== Segment start ==

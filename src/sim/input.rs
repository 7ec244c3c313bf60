//! Device-agnostic control state.
//!
//! The window layer translates its key / pointer / wheel events into
//! [`Action`]s and deltas; once per frame [`Controls::take_cmd`] folds them
//! into the scalar signals the simulation consumes.

use bitflags::bitflags;

/// Turn per pixel of horizontal pointer motion, in keyboard-turn units.
pub const POINTER_SENSITIVITY: f64 = 0.1;

/// Field-of-view change per wheel notch.
pub const FOV_STEP_DEG: f64 = 5.0;

bitflags! {
    /// Movement keys currently held down.
    #[derive(Debug, Clone, Copy, PartialEq, Eq, Default)]
    pub struct Held: u8 {
        const FORWARD      = 0x01;
        const BACK         = 0x02;
        const STRAFE_LEFT  = 0x04;
        const STRAFE_RIGHT = 0x08;
        const TURN_LEFT    = 0x10;
        const TURN_RIGHT   = 0x20;
        const SPRINT       = 0x40;
    }
}

/// A held control.
#[derive(Debug, Clone, Copy, PartialEq, Eq)]
pub enum Action {
    Forward,
    Back,
    StrafeLeft,
    StrafeRight,
    TurnLeft,
    TurnRight,
    Sprint,
}

impl Action {
    fn flag(self) -> Held {
        match self {
            Action::Forward => Held::FORWARD,
            Action::Back => Held::BACK,
            Action::StrafeLeft => Held::STRAFE_LEFT,
            Action::StrafeRight => Held::STRAFE_RIGHT,
            Action::TurnLeft => Held::TURN_LEFT,
            Action::TurnRight => Held::TURN_RIGHT,
            Action::Sprint => Held::SPRINT,
        }
    }
}

/// One frame's worth of control signals.
#[derive(Clone, Copy, Debug, Default, PartialEq)]
pub struct InputCmd {
    pub forward: f64, // –1 … +1
    pub strafe: f64,  // –1 … +1  (left / right)
    pub turn: f64,    // + = left (counter-clockwise)
    pub sprint: bool,
    /// Requested field-of-view change in radians.
    pub fov_delta: f64,
    pub quit: bool,
}

#[derive(Clone, Debug, Default)]
pub struct Controls {
    held: Held,
    pointer_dx: f64,
    wheel: f64,
    quit: bool,
}

impl Controls {
    pub fn press(&mut self, action: Action) {
        self.held.insert(action.flag());
    }

    pub fn release(&mut self, action: Action) {
        self.held.remove(action.flag());
    }

    /// Mirror a level-triggered key poll.
    pub fn set(&mut self, action: Action, down: bool) {
        self.held.set(action.flag(), down);
    }

    #[inline]
    pub fn held(&self) -> Held {
        self.held
    }

    /// Horizontal pointer motion in pixels; applies to the next command
    /// only.
    pub fn pointer_delta(&mut self, dx: f64) {
        if dx.is_finite() {
            self.pointer_dx += dx;
        }
    }

    /// Wheel notches, positive away from the user (narrows the view).
    pub fn scroll(&mut self, notches: f64) {
        if notches.is_finite() {
            self.wheel += notches;
        }
    }

    pub fn request_quit(&mut self) {
        self.quit = true;
    }

    /// Fold the current state into a command and reset the one-shot
    /// inputs (pointer, wheel). Quit is sticky.
    pub fn take_cmd(&mut self) -> InputCmd {
        let axis = |pos: Held, neg: Held| {
            self.held.contains(pos) as i8 as f64 - self.held.contains(neg) as i8 as f64
        };

        let cmd = InputCmd {
            forward: axis(Held::FORWARD, Held::BACK),
            strafe: axis(Held::STRAFE_RIGHT, Held::STRAFE_LEFT),
            turn: axis(Held::TURN_LEFT, Held::TURN_RIGHT) - self.pointer_dx * POINTER_SENSITIVITY,
            sprint: self.held.contains(Held::SPRINT),
            fov_delta: -self.wheel * FOV_STEP_DEG.to_radians(),
            quit: self.quit,
        };
        self.pointer_dx = 0.0;
        self.wheel = 0.0;
        cmd
    }
}

/*──────────────────────────────── Tests ───────────────────────────────*/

== Segment end ==

# Problem details
After reading through the material, report every line that holds "struct".

# Task solution
    pub struct Held: u8 {
pub struct InputCmd {
pub struct Controls {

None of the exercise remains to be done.